## Problem to solve
Within the listing below, how many lines hold "CampaignId"? Reply with that number and no other text.
= Beginning of Section =
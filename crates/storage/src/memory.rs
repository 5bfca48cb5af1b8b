//! In-memory reference implementation of the adflow storage traits.
//!
//! Deterministic and test-friendly. Production deployments should put
//! a transactional backend behind the same traits; derived-record
//! idempotency in the engine relies only on the probe methods, not on
//! unique-constraint recovery.

use crate::traits::{
    ApprovalStore, CampaignStore, ContractStore, DirectoryStore, InvoiceStore, NotificationSink,
    OrderStore, ReservationStore,
};
use crate::{StorageError, StorageResult};
use adflow_types::{
    ApprovalId, ApprovalStatus, Campaign, CampaignApproval, CampaignId, Contract, ContractId,
    ContractLineItem, EntityId, EpisodeId, Invoice, InvoiceId, InvoiceItem, Notification,
    NotificationKind, Order, OrderId, OrderItem, OrderStatus, RecurringInvoiceSchedule,
    Reservation, ReservationId, ReservationItem, ReservationStatus, Role, ScheduledSpot, ShowId,
    SpotId, TalentApprovalRequest, TalentId, Task, TenantId, User, UserId,
};
use async_trait::async_trait;
use chrono::{DateTime, Utc};
use std::collections::HashMap;
use std::sync::RwLock;

#[derive(Default)]
struct TenantShard {
    campaigns: HashMap<CampaignId, Campaign>,
    spots: Vec<ScheduledSpot>,
    reservations: Vec<Reservation>,
    reservation_items: Vec<ReservationItem>,
    talent_approvals: Vec<TalentApprovalRequest>,
    campaign_approvals: Vec<CampaignApproval>,
    orders: Vec<Order>,
    order_items: Vec<OrderItem>,
    contracts: Vec<Contract>,
    contract_line_items: Vec<ContractLineItem>,
    invoices: Vec<Invoice>,
    invoice_items: Vec<InvoiceItem>,
    recurring: HashMap<OrderId, RecurringInvoiceSchedule>,
    users: Vec<User>,
    tasks: Vec<Task>,
    notifications: Vec<Notification>,
}

/// In-memory adflow storage adapter, sharded per tenant.
#[derive(Default)]
pub struct InMemoryWorkflowStore {
    shards: RwLock<HashMap<TenantId, TenantShard>>,
}

impl InMemoryWorkflowStore {
    pub fn new() -> Self {
        Self::default()
    }

    fn read<T>(
        &self,
        tenant: &TenantId,
        f: impl FnOnce(&TenantShard) -> StorageResult<T>,
    ) -> StorageResult<T> {
        let guard = self
            .shards
            .read()
            .map_err(|_| StorageError::Backend("shard lock poisoned".to_string()))?;
        match guard.get(tenant) {
            Some(shard) => f(shard),
            None => f(&TenantShard::default()),
        }
    }

    fn write<T>(
        &self,
        tenant: &TenantId,
        f: impl FnOnce(&mut TenantShard) -> StorageResult<T>,
    ) -> StorageResult<T> {
        let mut guard = self
            .shards
            .write()
            .map_err(|_| StorageError::Backend("shard lock poisoned".to_string()))?;
        f(guard.entry(tenant.clone()).or_default())
    }
}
= End of Section =
## Exercise result
2